### YOUR TASK
Lines from the entries below that hold "AppConfig" form the answer; copy all of them.

### GIVEN DATA
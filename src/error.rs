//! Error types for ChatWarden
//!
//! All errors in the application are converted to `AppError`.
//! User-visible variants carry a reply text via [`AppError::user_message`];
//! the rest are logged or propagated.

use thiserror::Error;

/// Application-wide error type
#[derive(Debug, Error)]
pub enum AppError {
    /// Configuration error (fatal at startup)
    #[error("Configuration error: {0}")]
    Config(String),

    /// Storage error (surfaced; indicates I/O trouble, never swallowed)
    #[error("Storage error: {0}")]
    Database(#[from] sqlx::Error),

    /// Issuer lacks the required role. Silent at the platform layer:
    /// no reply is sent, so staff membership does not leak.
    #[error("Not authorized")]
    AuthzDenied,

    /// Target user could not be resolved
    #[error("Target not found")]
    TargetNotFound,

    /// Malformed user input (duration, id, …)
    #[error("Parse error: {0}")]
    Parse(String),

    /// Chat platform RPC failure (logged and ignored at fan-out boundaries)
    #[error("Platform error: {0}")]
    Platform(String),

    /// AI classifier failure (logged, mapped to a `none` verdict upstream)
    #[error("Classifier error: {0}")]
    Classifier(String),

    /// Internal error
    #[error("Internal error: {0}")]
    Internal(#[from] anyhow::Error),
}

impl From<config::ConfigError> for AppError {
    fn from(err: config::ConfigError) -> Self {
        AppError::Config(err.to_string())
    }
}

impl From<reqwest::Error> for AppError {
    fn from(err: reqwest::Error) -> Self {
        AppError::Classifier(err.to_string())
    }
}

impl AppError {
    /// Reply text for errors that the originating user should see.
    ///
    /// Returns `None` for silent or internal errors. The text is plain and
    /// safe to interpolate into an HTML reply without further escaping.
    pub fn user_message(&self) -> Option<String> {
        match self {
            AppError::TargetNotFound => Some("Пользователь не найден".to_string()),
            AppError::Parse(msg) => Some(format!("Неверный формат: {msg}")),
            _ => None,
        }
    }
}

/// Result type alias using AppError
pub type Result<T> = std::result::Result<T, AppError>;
...
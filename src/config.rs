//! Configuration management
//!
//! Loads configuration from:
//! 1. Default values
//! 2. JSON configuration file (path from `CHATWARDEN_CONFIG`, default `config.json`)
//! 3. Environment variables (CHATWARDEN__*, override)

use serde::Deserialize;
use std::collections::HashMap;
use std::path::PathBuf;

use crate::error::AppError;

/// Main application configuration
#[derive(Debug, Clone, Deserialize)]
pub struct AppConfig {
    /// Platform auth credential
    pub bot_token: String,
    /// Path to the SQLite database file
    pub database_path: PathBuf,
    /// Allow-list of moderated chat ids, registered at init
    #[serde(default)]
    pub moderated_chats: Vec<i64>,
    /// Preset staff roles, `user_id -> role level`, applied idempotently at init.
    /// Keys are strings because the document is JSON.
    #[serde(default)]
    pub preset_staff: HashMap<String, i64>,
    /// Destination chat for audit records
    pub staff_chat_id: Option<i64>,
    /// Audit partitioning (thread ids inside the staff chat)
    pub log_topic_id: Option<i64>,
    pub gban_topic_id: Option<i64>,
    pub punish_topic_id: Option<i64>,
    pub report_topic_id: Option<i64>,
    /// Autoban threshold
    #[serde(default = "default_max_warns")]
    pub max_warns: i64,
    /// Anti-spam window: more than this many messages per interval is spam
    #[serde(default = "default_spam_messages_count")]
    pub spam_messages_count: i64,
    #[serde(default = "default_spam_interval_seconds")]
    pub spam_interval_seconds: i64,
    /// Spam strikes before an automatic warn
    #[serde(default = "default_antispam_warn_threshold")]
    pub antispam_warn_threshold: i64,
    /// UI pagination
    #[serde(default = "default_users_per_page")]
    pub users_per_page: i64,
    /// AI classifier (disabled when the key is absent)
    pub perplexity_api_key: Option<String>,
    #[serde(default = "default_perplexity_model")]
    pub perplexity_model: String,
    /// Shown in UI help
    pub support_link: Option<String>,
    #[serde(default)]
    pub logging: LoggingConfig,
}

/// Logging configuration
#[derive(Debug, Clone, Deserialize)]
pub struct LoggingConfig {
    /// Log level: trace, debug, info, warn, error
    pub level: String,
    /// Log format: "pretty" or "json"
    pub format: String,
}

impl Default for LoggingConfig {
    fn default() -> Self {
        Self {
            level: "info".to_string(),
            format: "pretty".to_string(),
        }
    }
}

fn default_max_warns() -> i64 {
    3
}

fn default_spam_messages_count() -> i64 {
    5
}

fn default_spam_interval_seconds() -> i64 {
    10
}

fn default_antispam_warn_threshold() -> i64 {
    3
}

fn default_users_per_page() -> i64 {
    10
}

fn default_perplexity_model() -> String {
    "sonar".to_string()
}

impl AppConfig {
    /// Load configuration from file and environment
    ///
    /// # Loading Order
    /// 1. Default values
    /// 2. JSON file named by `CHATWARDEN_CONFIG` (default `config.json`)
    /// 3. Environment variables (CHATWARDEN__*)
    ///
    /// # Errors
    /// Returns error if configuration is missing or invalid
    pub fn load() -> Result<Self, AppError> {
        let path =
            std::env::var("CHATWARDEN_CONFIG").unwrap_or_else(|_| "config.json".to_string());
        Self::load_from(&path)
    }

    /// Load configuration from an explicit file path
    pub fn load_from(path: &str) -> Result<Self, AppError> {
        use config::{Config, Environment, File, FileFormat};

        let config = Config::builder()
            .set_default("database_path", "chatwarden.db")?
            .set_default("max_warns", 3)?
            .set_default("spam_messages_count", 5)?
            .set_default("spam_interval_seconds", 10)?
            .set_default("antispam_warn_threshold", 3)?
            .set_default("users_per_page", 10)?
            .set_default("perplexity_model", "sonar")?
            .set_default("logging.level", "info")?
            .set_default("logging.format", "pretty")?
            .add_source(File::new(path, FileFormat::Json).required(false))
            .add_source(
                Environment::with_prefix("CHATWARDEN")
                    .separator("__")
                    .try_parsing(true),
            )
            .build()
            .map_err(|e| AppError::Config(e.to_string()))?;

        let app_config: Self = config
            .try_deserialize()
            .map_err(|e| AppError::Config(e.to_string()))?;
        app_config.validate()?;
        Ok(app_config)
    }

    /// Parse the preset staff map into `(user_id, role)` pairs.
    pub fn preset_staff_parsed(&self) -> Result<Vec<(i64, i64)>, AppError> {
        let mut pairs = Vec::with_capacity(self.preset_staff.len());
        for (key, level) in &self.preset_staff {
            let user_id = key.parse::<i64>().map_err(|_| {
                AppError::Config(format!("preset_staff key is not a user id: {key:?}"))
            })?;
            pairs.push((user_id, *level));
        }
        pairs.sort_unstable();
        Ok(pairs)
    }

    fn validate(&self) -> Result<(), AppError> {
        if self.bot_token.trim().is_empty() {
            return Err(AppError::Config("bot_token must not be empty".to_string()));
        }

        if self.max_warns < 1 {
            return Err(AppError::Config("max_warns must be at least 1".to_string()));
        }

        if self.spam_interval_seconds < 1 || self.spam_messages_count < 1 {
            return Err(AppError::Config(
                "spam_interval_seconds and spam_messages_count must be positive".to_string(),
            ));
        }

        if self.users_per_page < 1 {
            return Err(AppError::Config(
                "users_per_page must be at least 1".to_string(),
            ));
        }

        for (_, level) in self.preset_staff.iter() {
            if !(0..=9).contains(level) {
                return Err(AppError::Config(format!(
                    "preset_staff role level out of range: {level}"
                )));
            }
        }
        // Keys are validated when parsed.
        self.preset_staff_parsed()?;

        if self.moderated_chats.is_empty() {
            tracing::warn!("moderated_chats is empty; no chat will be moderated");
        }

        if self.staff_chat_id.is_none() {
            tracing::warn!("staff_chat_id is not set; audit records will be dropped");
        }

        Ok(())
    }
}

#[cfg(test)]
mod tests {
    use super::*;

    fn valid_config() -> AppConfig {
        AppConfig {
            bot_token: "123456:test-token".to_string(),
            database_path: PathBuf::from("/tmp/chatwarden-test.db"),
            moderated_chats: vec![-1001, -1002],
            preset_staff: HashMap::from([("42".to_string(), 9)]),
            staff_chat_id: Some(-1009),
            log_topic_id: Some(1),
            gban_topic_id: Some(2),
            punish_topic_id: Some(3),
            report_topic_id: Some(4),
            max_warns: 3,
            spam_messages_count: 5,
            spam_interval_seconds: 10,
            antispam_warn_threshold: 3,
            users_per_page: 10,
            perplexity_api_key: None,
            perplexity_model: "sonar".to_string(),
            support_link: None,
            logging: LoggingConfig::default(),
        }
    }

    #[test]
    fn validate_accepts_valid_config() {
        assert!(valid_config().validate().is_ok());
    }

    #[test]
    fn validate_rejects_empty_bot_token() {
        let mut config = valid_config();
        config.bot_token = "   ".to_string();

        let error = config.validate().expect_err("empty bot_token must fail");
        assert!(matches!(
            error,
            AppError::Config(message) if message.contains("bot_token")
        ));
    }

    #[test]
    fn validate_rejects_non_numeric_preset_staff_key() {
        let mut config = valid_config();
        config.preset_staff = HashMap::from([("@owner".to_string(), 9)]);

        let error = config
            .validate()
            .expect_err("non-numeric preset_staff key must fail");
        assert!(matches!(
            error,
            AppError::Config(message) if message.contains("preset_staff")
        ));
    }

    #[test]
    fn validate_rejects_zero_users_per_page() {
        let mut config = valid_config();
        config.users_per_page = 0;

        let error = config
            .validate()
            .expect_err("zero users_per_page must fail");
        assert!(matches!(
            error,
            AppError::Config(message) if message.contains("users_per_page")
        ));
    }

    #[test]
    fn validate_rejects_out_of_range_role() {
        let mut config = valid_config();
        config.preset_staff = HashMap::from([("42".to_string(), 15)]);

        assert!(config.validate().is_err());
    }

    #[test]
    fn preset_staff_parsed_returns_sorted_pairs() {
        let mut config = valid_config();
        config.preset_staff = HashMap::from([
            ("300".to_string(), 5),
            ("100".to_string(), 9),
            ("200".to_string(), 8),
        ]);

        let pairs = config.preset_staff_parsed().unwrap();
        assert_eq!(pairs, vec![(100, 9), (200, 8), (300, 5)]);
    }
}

### EXERCISE RESULT
pub struct AppConfig {
impl AppConfig {
    fn valid_config() -> AppConfig {
        AppConfig {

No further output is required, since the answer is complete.